> [EXERCISE BRIEF]
Once you find the line containing "(pixels * f64::from(pango::SCALE)).round()", please retype it and every line after it to the end of the entries, exactly and with nothing added.

> [INPUT]
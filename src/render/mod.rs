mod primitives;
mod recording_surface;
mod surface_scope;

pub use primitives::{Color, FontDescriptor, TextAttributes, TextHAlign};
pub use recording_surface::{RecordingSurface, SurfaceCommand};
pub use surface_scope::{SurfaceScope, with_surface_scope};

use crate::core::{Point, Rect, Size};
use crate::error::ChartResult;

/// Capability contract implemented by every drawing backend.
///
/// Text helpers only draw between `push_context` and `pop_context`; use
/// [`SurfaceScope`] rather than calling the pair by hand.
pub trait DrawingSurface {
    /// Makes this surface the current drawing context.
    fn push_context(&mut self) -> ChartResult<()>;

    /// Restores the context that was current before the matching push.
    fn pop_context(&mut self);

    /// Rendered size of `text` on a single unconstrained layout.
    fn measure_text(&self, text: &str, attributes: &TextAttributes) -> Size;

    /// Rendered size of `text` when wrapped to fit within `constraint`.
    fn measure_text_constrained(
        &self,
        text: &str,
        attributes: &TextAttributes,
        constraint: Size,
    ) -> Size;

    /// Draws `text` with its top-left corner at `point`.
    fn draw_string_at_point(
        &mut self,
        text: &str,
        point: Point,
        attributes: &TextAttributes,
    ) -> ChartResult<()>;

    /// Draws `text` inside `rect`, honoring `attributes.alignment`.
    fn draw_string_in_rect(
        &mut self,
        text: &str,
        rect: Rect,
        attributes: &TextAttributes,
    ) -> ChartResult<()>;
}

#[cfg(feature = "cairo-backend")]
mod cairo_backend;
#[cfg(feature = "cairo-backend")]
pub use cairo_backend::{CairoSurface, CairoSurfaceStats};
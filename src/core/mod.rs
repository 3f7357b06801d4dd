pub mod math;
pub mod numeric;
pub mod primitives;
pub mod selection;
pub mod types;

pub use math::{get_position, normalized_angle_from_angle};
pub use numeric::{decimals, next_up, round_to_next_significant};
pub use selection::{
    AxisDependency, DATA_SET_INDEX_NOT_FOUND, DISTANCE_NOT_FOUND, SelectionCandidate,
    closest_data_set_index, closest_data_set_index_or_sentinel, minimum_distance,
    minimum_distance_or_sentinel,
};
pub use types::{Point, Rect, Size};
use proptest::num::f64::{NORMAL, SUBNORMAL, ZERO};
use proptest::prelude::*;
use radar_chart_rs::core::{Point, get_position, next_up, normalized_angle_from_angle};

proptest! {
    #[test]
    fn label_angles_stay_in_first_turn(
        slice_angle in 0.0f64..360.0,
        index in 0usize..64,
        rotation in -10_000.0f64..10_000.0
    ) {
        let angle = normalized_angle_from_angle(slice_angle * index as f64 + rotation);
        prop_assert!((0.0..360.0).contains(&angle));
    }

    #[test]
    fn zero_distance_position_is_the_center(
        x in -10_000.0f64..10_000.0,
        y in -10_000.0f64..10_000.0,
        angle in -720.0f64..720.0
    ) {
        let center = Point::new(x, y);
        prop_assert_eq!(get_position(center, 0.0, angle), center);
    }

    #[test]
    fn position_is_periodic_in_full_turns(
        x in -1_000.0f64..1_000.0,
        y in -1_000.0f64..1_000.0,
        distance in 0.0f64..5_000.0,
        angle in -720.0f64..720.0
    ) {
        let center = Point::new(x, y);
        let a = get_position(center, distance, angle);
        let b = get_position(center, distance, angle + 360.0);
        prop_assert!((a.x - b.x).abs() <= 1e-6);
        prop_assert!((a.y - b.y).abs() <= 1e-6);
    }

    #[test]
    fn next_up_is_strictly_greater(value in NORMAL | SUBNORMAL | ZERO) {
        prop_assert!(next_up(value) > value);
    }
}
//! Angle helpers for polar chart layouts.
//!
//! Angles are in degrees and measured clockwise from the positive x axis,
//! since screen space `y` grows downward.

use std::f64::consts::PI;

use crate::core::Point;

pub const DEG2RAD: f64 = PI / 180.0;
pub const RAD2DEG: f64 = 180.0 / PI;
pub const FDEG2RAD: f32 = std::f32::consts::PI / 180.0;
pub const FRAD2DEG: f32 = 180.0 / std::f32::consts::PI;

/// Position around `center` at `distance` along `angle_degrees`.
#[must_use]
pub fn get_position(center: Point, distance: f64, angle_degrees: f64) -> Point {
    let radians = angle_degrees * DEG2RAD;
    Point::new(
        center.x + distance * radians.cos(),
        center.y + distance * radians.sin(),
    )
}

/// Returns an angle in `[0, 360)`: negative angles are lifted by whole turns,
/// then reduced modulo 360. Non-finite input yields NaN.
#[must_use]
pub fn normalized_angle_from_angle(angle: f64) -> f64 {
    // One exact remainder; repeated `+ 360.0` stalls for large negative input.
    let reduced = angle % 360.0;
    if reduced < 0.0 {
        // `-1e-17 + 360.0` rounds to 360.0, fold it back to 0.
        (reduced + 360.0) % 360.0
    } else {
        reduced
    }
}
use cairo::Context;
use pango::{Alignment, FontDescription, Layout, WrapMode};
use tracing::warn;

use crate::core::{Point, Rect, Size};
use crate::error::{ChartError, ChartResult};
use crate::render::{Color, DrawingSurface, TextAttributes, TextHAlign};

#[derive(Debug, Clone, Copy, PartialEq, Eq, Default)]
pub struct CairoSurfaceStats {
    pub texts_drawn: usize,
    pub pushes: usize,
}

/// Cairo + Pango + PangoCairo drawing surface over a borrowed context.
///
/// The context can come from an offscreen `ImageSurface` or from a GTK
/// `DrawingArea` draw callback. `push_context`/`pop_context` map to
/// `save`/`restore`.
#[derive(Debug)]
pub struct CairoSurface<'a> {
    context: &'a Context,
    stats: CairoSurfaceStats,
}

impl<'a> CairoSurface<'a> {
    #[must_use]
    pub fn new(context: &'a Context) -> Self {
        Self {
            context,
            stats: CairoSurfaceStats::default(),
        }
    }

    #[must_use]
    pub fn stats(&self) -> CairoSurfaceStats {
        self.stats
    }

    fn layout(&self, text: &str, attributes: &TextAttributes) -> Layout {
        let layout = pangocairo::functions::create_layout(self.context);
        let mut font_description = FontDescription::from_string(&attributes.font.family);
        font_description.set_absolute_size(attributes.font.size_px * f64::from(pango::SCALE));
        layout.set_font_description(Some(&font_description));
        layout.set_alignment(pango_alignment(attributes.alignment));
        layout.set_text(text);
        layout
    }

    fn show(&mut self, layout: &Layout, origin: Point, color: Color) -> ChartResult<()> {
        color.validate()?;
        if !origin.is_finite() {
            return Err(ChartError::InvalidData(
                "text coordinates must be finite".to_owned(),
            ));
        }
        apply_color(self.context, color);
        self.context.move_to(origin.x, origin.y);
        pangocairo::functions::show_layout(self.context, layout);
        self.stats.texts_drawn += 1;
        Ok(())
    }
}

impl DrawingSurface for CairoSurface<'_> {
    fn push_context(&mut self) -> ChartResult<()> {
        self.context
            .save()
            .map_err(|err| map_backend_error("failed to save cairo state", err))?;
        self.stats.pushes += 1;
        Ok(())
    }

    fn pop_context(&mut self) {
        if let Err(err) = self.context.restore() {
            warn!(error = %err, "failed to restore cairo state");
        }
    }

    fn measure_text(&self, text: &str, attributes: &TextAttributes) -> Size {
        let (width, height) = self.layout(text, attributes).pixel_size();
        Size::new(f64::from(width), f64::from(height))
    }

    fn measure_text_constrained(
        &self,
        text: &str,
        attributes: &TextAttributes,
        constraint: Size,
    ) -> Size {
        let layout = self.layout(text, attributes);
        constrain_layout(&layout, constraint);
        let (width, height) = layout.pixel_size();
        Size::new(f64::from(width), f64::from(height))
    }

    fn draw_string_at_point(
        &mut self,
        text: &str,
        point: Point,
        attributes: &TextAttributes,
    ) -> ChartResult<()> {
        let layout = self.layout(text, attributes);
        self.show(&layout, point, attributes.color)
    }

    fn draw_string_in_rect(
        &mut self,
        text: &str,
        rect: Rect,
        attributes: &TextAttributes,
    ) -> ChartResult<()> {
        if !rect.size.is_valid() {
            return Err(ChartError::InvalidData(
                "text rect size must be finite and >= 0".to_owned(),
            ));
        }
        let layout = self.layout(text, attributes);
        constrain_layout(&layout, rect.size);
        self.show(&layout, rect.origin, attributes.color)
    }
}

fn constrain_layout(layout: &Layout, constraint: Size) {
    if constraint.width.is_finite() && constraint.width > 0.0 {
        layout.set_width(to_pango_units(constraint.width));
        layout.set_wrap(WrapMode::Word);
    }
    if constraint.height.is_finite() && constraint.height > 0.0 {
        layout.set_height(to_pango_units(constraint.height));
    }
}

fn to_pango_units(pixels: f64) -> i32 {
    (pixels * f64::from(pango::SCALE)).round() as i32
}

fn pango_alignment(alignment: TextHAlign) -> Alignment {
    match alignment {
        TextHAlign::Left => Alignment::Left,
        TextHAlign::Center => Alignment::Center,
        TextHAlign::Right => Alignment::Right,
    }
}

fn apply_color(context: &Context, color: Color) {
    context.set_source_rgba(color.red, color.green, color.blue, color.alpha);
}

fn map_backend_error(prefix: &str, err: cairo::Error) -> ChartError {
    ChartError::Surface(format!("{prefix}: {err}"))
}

> [RESPONSE TO THE EXERCISE]
    (pixels * f64::from(pango::SCALE)).round() as i32
}

fn pango_alignment(alignment: TextHAlign) -> Alignment {
    match alignment {
        TextHAlign::Left => Alignment::Left,
        TextHAlign::Center => Alignment::Center,
        TextHAlign::Right => Alignment::Right,
    }
}

fn apply_color(context: &Context, color: Color) {
    context.set_source_rgba(color.red, color.green, color.blue, color.alpha);
}

fn map_backend_error(prefix: &str, err: cairo::Error) -> ChartError {
    ChartError::Surface(format!("{prefix}: {err}"))
}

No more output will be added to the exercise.